Хотите, чтобы я процитировал отрывок из вашей беседы с Герингом, которому вы передавали устное послание Сталина? Вы не учли, с кем имеете дело, Деканозов… Меня послали на смерть – к нацистам… И я уже умер, работая в их аппарате… Но там я научился так страховаться, как вам и не снилось… Вы ломали честных и наивных людей… А меня национальный социализм Гитлера научил быть змеем, просчитывать все возможности… Я не думал, что мне придется применять этот навык у своих… Отныне я не считаю вас своими… Я вас считаю партнерами… А теперь можете идти, я сказал то, что считал необходимым…
– Поднимите его к Комурову, – растерянно сказал Деканозов, отвернувшись от Аркадия Аркадьевича. – Я буду там…

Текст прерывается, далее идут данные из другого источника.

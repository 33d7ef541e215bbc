//! TypeScript parser producing the generic tree.

use std::path::{Path, PathBuf};

use astfix_core::AstNode;
use tree_sitter::{Language, Parser};

use crate::lower::Lowerer;

/// Errors raised while parsing TypeScript source.
#[derive(Debug, thiserror::Error)]
pub enum ParseError {
    /// The grammar could not be loaded into the parser.
    #[error("failed to load TypeScript grammar: {message}")]
    Language {
        /// Message from tree-sitter.
        message: String,
    },

    /// tree-sitter returned no tree.
    #[error("failed to parse {}", file.display())]
    NoTree {
        /// File being parsed.
        file: PathBuf,
    },
}

/// Parses TypeScript (or TSX) source into an [`AstNode`] tree.
pub struct TypeScriptParser {
    language: Language,
}

impl TypeScriptParser {
    /// Creates a parser for plain TypeScript.
    #[must_use]
    pub fn new() -> Self {
        Self {
            language: tree_sitter_typescript::LANGUAGE_TYPESCRIPT.into(),
        }
    }

    /// Creates a parser for TSX.
    #[must_use]
    pub fn tsx() -> Self {
        Self {
            language: tree_sitter_typescript::LANGUAGE_TSX.into(),
        }
    }

    /// Picks the grammar matching the file extension.
    #[must_use]
    pub fn for_path(path: &Path) -> Self {
        match path.extension().and_then(|e| e.to_str()) {
            Some("tsx" | "jsx") => Self::tsx(),
            _ => Self::new(),
        }
    }

    /// File extensions this parser handles.
    #[must_use]
    pub fn extensions() -> &'static [&'static str] {
        &["ts", "tsx", "mts", "cts"]
    }

    /// Parses `source` into a `SourceFile` tree.
    ///
    /// Syntax errors do not fail the parse; they surface as `Unknown`
    /// nodes and a warning.
    ///
    /// # Errors
    ///
    /// Returns an error if the grammar cannot be loaded or tree-sitter
    /// gives up on the input.
    pub fn parse(&self, source: &str, file: &Path) -> Result<AstNode, ParseError> {
        let mut parser = Parser::new();
        parser
            .set_language(&self.language)
            .map_err(|e| ParseError::Language {
                message: e.to_string(),
            })?;

        let tree = parser
            .parse(source, None)
            .ok_or_else(|| ParseError::NoTree {
                file: file.to_path_buf(),
            })?;
        let root = tree.root_node();
        if root.has_error() {
            tracing::warn!(file = %file.display(), "source contains syntax errors");
        }

        Ok(Lowerer::new(source).lower_program(root))
    }
}

impl Default for TypeScriptParser {
    fn default() -> Self {
        Self::new()
    }
}

#[cfg(test)]
mod tests {
    use super::*;
    use astfix_core::kind;

    fn parse(src: &str) -> AstNode {
        TypeScriptParser::new()
            .parse(src, Path::new("test.ts"))
            .unwrap()
    }

    fn kinds(node: &AstNode) -> Vec<String> {
        node.children().iter().map(|c| c.kind().to_owned()).collect()
    }

    #[test]
    fn source_file_ends_with_eof_token() {
        let root = parse("let a = 1;\n");
        assert!(root.is(kind::SOURCE_FILE));
        assert_eq!(
            kinds(&root),
            vec![kind::VARIABLE_STATEMENT, kind::END_OF_FILE_TOKEN]
        );
        assert_eq!(root.children()[1].text().as_str(), "");
    }

    #[test]
    fn empty_source() {
        let root = parse("");
        assert_eq!(kinds(&root), vec![kind::END_OF_FILE_TOKEN]);
    }

    #[test]
    fn variable_statement_shape() {
        let root = parse("let greeting: string = \"Hello, World\";");
        let stmt = &root.children()[0];
        assert_eq!(stmt.text().as_str(), "let greeting: string = \"Hello, World\";");

        let list = &stmt.children()[0];
        assert!(list.is(kind::VARIABLE_DECLARATION_LIST));
        assert_eq!(list.text().as_str(), "let greeting: string = \"Hello, World\"");

        let decl = &list.children()[0];
        assert!(decl.is(kind::VARIABLE_DECLARATION));
        assert_eq!(
            kinds(decl),
            vec![kind::IDENTIFIER, kind::STRING_KEYWORD, kind::STRING_LITERAL]
        );
        assert_eq!(decl.children()[2].text().as_str(), "\"Hello, World\"");
    }

    #[test]
    fn multiple_declarators() {
        let root = parse("let a = 1, b;");
        let list = &root.children()[0].children()[0];
        assert_eq!(list.children().len(), 2);
        assert_eq!(list.children()[1].children()[0].text().as_str(), "b");
    }

    #[test]
    fn assignment_lowers_to_binary_expression() {
        let root = parse("x = 2;\ny += 1;");
        let assign = &root.children()[0].children()[0];
        assert!(assign.is(kind::BINARY_EXPRESSION));
        assert_eq!(
            kinds(assign),
            vec![kind::IDENTIFIER, kind::EQUALS_TOKEN, kind::NUMERIC_LITERAL]
        );

        let augmented = &root.children()[1].children()[0];
        assert_eq!(augmented.children()[1].kind(), "PlusEqualsToken");
        assert_eq!(augmented.children()[1].text().as_str(), "+=");
    }

    #[test]
    fn update_expressions() {
        let root = parse("x++;\n--y;");
        assert!(root.children()[0].children()[0].is(kind::POSTFIX_UNARY_EXPRESSION));
        assert!(root.children()[1].children()[0].is(kind::PREFIX_UNARY_EXPRESSION));
    }

    #[test]
    fn class_with_heritage_and_constructor() {
        let root = parse(
            "class Dog extends Animal {\n    constructor(name: string) {\n        super(name);\n    }\n}\n",
        );
        let class = &root.children()[0];
        assert!(class.is(kind::CLASS_DECLARATION));
        assert_eq!(
            kinds(class),
            vec![kind::IDENTIFIER, kind::HERITAGE_CLAUSE, kind::CONSTRUCTOR]
        );
        assert_eq!(class.children()[0].text().as_str(), "Dog");

        let heritage = &class.children()[1];
        assert!(heritage.children()[0].is(kind::EXPRESSION_WITH_TYPE_ARGUMENTS));

        let ctor = &class.children()[2];
        assert_eq!(kinds(ctor), vec![kind::PARAMETER, kind::BLOCK]);

        let call = &ctor.children()[1].children()[0].children()[0];
        assert!(call.is(kind::CALL_EXPRESSION));
        assert!(call.children()[0].is(kind::SUPER_KEYWORD));
    }

    #[test]
    fn methods_are_not_constructors() {
        let root = parse("class A { run() {} }");
        let class = &root.children()[0];
        assert!(class.children()[1].is(kind::METHOD_DECLARATION));
    }

    #[test]
    fn type_references() {
        let root = parse("let d: Dog = make();");
        let decl = &root.children()[0].children()[0].children()[0];
        let ty = &decl.children()[1];
        assert!(ty.is(kind::TYPE_REFERENCE));
        assert_eq!(ty.children()[0].text().as_str(), "Dog");
    }

    #[test]
    fn comments_are_dropped() {
        let root = parse("// note\nlet a = 1; /* trailing */");
        assert_eq!(
            kinds(&root),
            vec![kind::VARIABLE_STATEMENT, kind::END_OF_FILE_TOKEN]
        );
    }

    #[test]
    fn syntax_errors_become_unknown_nodes() {
        let root = parse("let a = 1; ))) }");
        assert!(root.walk().any(|n| n.is(kind::UNKNOWN)));
        assert_eq!(root.children()[0].kind(), kind::VARIABLE_STATEMENT);
        assert_eq!(
            root.children().last().map(AstNode::kind),
            Some(kind::END_OF_FILE_TOKEN)
        );
    }

    #[test]
    fn comments_next_to_errors_are_still_dropped() {
        let root = parse("// note\nlet a = 1; ))) }");
        assert!(root.walk().any(|n| n.is(kind::UNKNOWN)));
        assert!(!root.walk().any(|n| n.is("Comment")));
    }

    #[test]
    fn spans_cover_source() {
        let src = "let a = 1;\nlet b = 2;";
        let root = parse(src);
        let second = &root.children()[1];
        assert_eq!(second.span().start, 11);
        assert_eq!(&src[second.span().start..second.span().end], "let b = 2;");
    }

    #[test]
    fn for_path_selects_grammar() {
        let root = TypeScriptParser::for_path(Path::new("view.tsx"))
            .parse("const a = <div/>;", Path::new("view.tsx"))
            .unwrap();
        assert!(!root.walk().any(|n| n.is(kind::UNKNOWN)));
        assert!(TypeScriptParser::extensions().contains(&"ts"));
    }
}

Не знаю, есть ли где еще страна, и была ли где еще страна, где школу спецслужб прошли все. От мала до велика. Мы учились клясться и не верить в то, что клянемся, лгать и самим верить в свою ложь, слышать ложь с трибун и лгать самим. В тридцатые годы прошлого века – мы учились молчать и таить, в семидесятые – мы проворачивали целые спецоперации ради того, чтобы достать югославскую стенку или выжить соседа по коммунальной квартире. В девяностые – мы учились выживать в самом физическом, витальном смысле этого слова – и вот, как пел Виктор Цой, – мы пришли заявить о своих правах. Эта мразь – она бы меня замесила, да только у меня ствол, и я хоть и мирный экспедитор – при случае легко вмочу его первым, а снайперы доделают остальное.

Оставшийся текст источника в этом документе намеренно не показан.